RECORDS TO PROCESS.
*** Begin section ***

//! In-memory object store for tests.
//!
//! Mirrors the S3 error surfaces the gateway has to cope with: `head`
//! reports a structured `NotFound`, `get` reports free text ("does not
//! exist"), and failures can be injected per operation.

use super::{ObjectHead, ObjectStore, ObjectStream, PutObject, StoreError, StoreResult};
use async_trait::async_trait;
use base64::{Engine as _, engine::general_purpose};
use bytes::Bytes;
use chrono::Utc;
use futures::{StreamExt, stream};
use std::{
    collections::HashMap,
    io,
    sync::{
        Mutex, RwLock,
        atomic::{AtomicBool, AtomicUsize, Ordering},
    },
    time::Duration,
};

const CHUNK_SIZE: usize = 1024;

struct StoredEntry {
    body: Bytes,
    head: ObjectHead,
}

#[derive(Default)]
pub struct MemoryObjectStore {
    bucket: String,
    bucket_exists: AtomicBool,
    create_calls: AtomicUsize,
    objects: RwLock<HashMap<String, StoredEntry>>,
    failure: Mutex<Option<String>>,
    stream_failure: Mutex<Option<String>>,
}

impl MemoryObjectStore {
    pub fn new(bucket: &str) -> Self {
        Self {
            bucket: bucket.to_string(),
            ..Default::default()
        }
    }

    /// Store whose bucket is already provisioned.
    pub fn with_bucket(bucket: &str) -> Self {
        let store = Self::new(bucket);
        store.bucket_exists.store(true, Ordering::SeqCst);
        store
    }

    /// Make every following operation fail with `message`.
    pub fn fail_with(&self, message: &str) {
        *self.failure.lock().unwrap() = Some(message.to_string());
    }

    /// Make body streams yield an error after their first chunk.
    pub fn fail_streams_with(&self, message: &str) {
        *self.stream_failure.lock().unwrap() = Some(message.to_string());
    }

    /// Drop the bucket out from under the gateway. Writes then fail the way
    /// S3 reports `NoSuchBucket`.
    pub fn delete_bucket(&self) {
        self.bucket_exists.store(false, Ordering::SeqCst);
        self.objects.write().unwrap().clear();
    }

    pub fn create_calls(&self) -> usize {
        self.create_calls.load(Ordering::SeqCst)
    }

    pub fn contains(&self, key: &str) -> bool {
        self.objects.read().unwrap().contains_key(key)
    }

    /// Raw user metadata of a stored object.
    pub fn raw_metadata(&self, key: &str) -> Option<HashMap<String, String>> {
        self.objects
            .read()
            .unwrap()
            .get(key)
            .map(|entry| entry.head.metadata.clone())
    }

    /// Write an object directly, bypassing the gateway.
    pub fn insert_raw(&self, key: &str, body: &[u8], content_type: Option<&str>, metadata: HashMap<String, String>) {
        let body = Bytes::copy_from_slice(body);
        let head = ObjectHead {
            content_type: content_type.map(str::to_owned),
            content_length: body.len() as u64,
            etag: Some(format!("{:x}", md5::compute(&body))),
            last_modified: Some(Utc::now()),
            metadata,
        };
        self.objects
            .write()
            .unwrap()
            .insert(key.to_string(), StoredEntry { body, head });
    }

    fn check_failure(&self) -> StoreResult<()> {
        match self.failure.lock().unwrap().as_ref() {
            Some(message) => Err(StoreError::Backend(message.clone())),
            None => Ok(()),
        }
    }
}

#[async_trait]
impl ObjectStore for MemoryObjectStore {
    fn bucket(&self) -> &str {
        &self.bucket
    }

    async fn bucket_exists(&self) -> StoreResult<bool> {
        self.check_failure()?;
        Ok(self.bucket_exists.load(Ordering::SeqCst))
    }

    async fn create_bucket(&self) -> StoreResult<()> {
        self.check_failure()?;
        self.create_calls.fetch_add(1, Ordering::SeqCst);
        self.bucket_exists.store(true, Ordering::SeqCst);
        Ok(())
    }

    async fn put_object(&self, object: PutObject) -> StoreResult<()> {
        self.check_failure()?;
        if !self.bucket_exists.load(Ordering::SeqCst) {
            return Err(StoreError::classify(
                Some("NoSuchBucket"),
                Some(404),
                "The specified bucket does not exist",
                format!("NoSuchBucket: bucket `{}` does not exist", self.bucket),
            ));
        }
        let digest = general_purpose::STANDARD.encode(md5::compute(&object.body).0);
        if digest != object.content_md5 {
            return Err(StoreError::Backend(
                "BadDigest: the Content-MD5 you specified did not match what we received".into(),
            ));
        }

        let head = ObjectHead {
            content_type: Some(object.content_type),
            content_length: object.body.len() as u64,
            etag: Some(format!("{:x}", md5::compute(&object.body))),
            last_modified: Some(Utc::now()),
            metadata: object.metadata,
        };
        self.objects.write().unwrap().insert(
            object.key,
            StoredEntry {
                body: object.body,
                head,
            },
        );
        Ok(())
    }

    async fn head_object(&self, key: &str) -> StoreResult<ObjectHead> {
        self.check_failure()?;
        self.objects
            .read()
            .unwrap()
            .get(key)
            .map(|entry| entry.head.clone())
            .ok_or_else(|| StoreError::classify(Some("NotFound"), Some(404), "", "NotFound".into()))
    }

    async fn get_object(&self, key: &str) -> StoreResult<ObjectStream> {
        self.check_failure()?;
        let body = self
            .objects
            .read()
            .unwrap()
            .get(key)
            .map(|entry| entry.body.clone())
            .ok_or_else(|| {
                let message = "The specified key does not exist.";
                StoreError::classify(None, None, message, message.into())
            })?;

        let mut chunks: Vec<io::Result<Bytes>> = body
            .chunks(CHUNK_SIZE)
            .map(|chunk| Ok(body.slice_ref(chunk)))
            .collect();
        if let Some(message) = self.stream_failure.lock().unwrap().clone() {
            chunks.truncate(1);
            chunks.push(Err(io::Error::other(message)));
        }
        Ok(stream::iter(chunks).boxed())
    }

    async fn presign_get(&self, key: &str, expires_in: Duration) -> StoreResult<String> {
        self.check_failure()?;
        Ok(format!(
            "http://memory.local/{}/{}?X-Amz-Expires={}",
            self.bucket,
            key,
            expires_in.as_secs()
        ))
    }
}
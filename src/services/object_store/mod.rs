//! Backend seam for the remote object store.
//!
//! [`ObjectStore`] is the narrow put/head/get/presign surface the gateway
//! needs against a single bucket. The production backend is
//! [`s3::S3ObjectStore`]; tests use an in-memory backend that reproduces the
//! same error surfaces.

#[cfg(test)]
pub mod memory;
pub mod s3;

use async_trait::async_trait;
use bytes::Bytes;
use chrono::{DateTime, Utc};
use futures::stream::BoxStream;
use std::{collections::HashMap, io, time::Duration};
use thiserror::Error;

/// Body of an object being read from the store.
pub type ObjectStream = BoxStream<'static, io::Result<Bytes>>;

/// Error codes that stores use for a missing key.
const NOT_FOUND_CODES: [&str; 2] = ["NotFound", "NoSuchKey"];

/// Free-text marker some stores put in the message instead of a code.
const NOT_FOUND_MESSAGE: &str = "does not exist";

#[derive(Debug, Error)]
pub enum StoreError {
    #[error("object not found")]
    NotFound,
    #[error("{0}")]
    Backend(String),
}

pub type StoreResult<T> = Result<T, StoreError>;

impl StoreError {
    /// Classify a store failure from whatever signals the backend exposes.
    ///
    /// Store error surfaces are not fully structured, so a not-found code,
    /// an HTTP 404 and a "does not exist" message all count as not found.
    pub fn classify(code: Option<&str>, status: Option<u16>, message: &str, detail: String) -> Self {
        let by_code = code.is_some_and(|c| NOT_FOUND_CODES.contains(&c));
        let by_status = status == Some(404);
        let by_message = message.to_ascii_lowercase().contains(NOT_FOUND_MESSAGE);
        if by_code || by_status || by_message {
            StoreError::NotFound
        } else {
            StoreError::Backend(detail)
        }
    }

    /// Classify an error raised while a body stream is being read.
    pub fn from_stream_error(err: io::Error) -> Self {
        if err.kind() == io::ErrorKind::NotFound {
            return StoreError::NotFound;
        }
        let message = err.to_string();
        Self::classify(None, None, &message, message.clone())
    }
}

/// Canned ACLs the gateway writes with.
#[derive(Debug, Clone, Copy, PartialEq, Eq)]
pub enum CannedAcl {
    Private,
}

/// A fully prepared write.
#[derive(Debug, Clone)]
pub struct PutObject {
    pub key: String,
    pub body: Bytes,
    pub content_type: String,
    /// Base64 MD5 of `body`, checked by the store before it commits.
    pub content_md5: String,
    /// User metadata, without any `x-amz-meta-` prefix.
    pub metadata: HashMap<String, String>,
    pub acl: CannedAcl,
}

/// Result of a metadata lookup.
#[derive(Debug, Clone, Default)]
pub struct ObjectHead {
    pub content_type: Option<String>,
    pub content_length: u64,
    pub etag: Option<String>,
    pub last_modified: Option<DateTime<Utc>>,
    pub metadata: HashMap<String, String>,
}

#[async_trait]
pub trait ObjectStore: Send + Sync {
    /// Name of the bucket this store is bound to.
    fn bucket(&self) -> &str;

    async fn bucket_exists(&self) -> StoreResult<bool>;

    /// Create the bucket. A bucket that already exists is not an error.
    async fn create_bucket(&self) -> StoreResult<()>;

    async fn put_object(&self, object: PutObject) -> StoreResult<()>;

    async fn head_object(&self, key: &str) -> StoreResult<ObjectHead>;

    async fn get_object(&self, key: &str) -> StoreResult<ObjectStream>;

    /// Credential-free, time-limited GET URL for `key`.
    async fn presign_get(&self, key: &str, expires_in: Duration) -> StoreResult<String>;
}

*** End section ***

PROBLEM STATEMENT.
Please copy out each line in the entries that mentions the string "load".

REPLY TO THE TASK.
        self.create_calls.load(Ordering::SeqCst)
        Ok(self.bucket_exists.load(Ordering::SeqCst))
        if !self.bucket_exists.load(Ordering::SeqCst) {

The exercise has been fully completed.